[Collected data]
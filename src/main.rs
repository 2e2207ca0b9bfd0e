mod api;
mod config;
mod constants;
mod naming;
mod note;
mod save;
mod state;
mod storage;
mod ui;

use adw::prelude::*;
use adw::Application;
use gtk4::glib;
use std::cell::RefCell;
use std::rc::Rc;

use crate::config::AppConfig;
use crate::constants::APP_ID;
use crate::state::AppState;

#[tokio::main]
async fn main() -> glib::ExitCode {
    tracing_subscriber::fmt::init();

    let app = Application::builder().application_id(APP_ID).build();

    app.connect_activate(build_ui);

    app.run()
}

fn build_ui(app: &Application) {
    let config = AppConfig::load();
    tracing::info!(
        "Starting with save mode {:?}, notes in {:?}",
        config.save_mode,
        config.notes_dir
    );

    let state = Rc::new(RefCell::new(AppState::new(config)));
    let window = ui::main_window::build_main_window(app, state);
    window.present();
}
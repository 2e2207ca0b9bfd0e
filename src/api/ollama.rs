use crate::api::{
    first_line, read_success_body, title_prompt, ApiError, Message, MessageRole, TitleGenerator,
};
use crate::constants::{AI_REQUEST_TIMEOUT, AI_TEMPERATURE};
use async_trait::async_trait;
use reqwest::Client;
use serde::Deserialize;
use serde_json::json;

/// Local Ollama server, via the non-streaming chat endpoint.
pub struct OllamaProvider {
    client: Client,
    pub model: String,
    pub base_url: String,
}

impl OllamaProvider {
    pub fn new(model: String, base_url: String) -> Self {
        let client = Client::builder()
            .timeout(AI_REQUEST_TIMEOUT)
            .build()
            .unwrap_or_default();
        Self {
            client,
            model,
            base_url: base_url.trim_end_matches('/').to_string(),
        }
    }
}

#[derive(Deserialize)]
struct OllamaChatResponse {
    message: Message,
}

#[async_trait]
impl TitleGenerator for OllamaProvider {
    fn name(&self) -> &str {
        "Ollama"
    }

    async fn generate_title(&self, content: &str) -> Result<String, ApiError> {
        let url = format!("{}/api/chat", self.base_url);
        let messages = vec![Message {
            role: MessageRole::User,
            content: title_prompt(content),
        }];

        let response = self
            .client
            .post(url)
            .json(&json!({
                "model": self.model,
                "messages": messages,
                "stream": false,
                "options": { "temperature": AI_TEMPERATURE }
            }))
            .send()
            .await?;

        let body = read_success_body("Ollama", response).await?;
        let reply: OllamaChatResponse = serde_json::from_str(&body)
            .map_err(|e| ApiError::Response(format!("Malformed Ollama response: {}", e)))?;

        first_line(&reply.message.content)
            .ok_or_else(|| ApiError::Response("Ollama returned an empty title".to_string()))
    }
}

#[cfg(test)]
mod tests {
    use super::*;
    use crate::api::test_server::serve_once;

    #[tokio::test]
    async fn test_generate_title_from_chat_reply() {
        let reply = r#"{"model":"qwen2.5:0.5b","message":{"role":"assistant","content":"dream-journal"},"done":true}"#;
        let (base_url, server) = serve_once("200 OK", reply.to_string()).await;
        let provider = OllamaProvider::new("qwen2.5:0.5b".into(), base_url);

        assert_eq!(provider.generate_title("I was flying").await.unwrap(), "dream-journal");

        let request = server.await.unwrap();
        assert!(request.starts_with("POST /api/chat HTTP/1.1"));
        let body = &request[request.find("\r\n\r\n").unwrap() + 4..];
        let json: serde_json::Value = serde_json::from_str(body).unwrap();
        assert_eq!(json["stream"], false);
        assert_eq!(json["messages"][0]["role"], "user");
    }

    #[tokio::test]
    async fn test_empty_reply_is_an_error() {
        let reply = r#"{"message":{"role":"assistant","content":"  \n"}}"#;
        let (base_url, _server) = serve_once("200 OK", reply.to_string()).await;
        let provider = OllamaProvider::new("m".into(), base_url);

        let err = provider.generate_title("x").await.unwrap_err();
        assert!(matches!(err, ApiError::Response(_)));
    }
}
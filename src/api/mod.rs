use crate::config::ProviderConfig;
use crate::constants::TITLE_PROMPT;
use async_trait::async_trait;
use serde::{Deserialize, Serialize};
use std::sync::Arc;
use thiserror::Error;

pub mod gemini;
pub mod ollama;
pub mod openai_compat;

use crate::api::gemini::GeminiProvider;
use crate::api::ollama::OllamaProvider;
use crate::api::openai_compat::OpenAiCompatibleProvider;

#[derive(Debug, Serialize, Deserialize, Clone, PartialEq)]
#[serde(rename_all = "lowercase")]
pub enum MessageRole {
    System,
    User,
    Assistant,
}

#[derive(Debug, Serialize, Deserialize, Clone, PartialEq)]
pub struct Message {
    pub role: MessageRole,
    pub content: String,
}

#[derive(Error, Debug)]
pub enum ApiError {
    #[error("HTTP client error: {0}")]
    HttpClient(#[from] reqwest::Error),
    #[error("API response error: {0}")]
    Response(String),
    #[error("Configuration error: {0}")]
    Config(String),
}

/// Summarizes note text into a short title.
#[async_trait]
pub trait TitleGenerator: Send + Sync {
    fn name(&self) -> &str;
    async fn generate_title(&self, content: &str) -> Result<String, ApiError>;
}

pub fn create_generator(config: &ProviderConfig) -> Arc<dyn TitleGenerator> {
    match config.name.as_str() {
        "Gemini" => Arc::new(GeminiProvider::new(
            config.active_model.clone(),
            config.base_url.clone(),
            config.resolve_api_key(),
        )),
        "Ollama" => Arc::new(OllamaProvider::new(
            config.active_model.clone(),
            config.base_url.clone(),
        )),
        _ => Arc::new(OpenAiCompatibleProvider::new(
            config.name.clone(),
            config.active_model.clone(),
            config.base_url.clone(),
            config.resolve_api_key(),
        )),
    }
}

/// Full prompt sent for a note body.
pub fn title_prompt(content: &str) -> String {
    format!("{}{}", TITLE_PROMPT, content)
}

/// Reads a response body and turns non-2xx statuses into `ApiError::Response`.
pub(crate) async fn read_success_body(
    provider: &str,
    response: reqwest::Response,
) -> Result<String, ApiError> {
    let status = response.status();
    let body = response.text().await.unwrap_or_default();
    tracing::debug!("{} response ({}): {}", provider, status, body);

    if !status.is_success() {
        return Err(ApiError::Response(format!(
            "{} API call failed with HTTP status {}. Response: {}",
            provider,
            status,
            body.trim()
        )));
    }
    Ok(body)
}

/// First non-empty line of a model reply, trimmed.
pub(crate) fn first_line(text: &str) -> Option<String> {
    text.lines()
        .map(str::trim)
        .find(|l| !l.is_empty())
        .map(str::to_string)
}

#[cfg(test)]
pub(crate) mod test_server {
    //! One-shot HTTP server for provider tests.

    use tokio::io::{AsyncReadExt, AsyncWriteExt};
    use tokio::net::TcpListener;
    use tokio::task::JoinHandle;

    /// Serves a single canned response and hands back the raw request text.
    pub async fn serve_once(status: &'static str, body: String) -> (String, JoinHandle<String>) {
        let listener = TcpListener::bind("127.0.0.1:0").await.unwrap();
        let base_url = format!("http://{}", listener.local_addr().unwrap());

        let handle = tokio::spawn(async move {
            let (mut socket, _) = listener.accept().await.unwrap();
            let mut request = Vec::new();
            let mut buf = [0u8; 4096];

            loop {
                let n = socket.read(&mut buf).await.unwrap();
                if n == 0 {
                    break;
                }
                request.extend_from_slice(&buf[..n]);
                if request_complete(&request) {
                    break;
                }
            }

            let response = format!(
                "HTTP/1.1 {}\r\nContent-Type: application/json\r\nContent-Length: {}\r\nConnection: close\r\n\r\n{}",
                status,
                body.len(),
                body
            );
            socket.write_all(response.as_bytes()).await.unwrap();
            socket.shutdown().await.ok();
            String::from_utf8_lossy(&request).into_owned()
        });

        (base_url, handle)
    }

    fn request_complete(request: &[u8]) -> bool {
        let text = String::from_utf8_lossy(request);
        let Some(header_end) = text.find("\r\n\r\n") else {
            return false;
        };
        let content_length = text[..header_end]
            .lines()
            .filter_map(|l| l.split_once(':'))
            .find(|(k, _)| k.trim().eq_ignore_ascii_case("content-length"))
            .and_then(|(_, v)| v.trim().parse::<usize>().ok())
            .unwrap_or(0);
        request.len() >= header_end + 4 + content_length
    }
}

▶ [REQUIRED WORK]: Only the lines containing "impl" are needed; copy each of them from the data.

▶ [WRITTEN ANSWER]:
impl OllamaProvider {
impl TitleGenerator for OllamaProvider {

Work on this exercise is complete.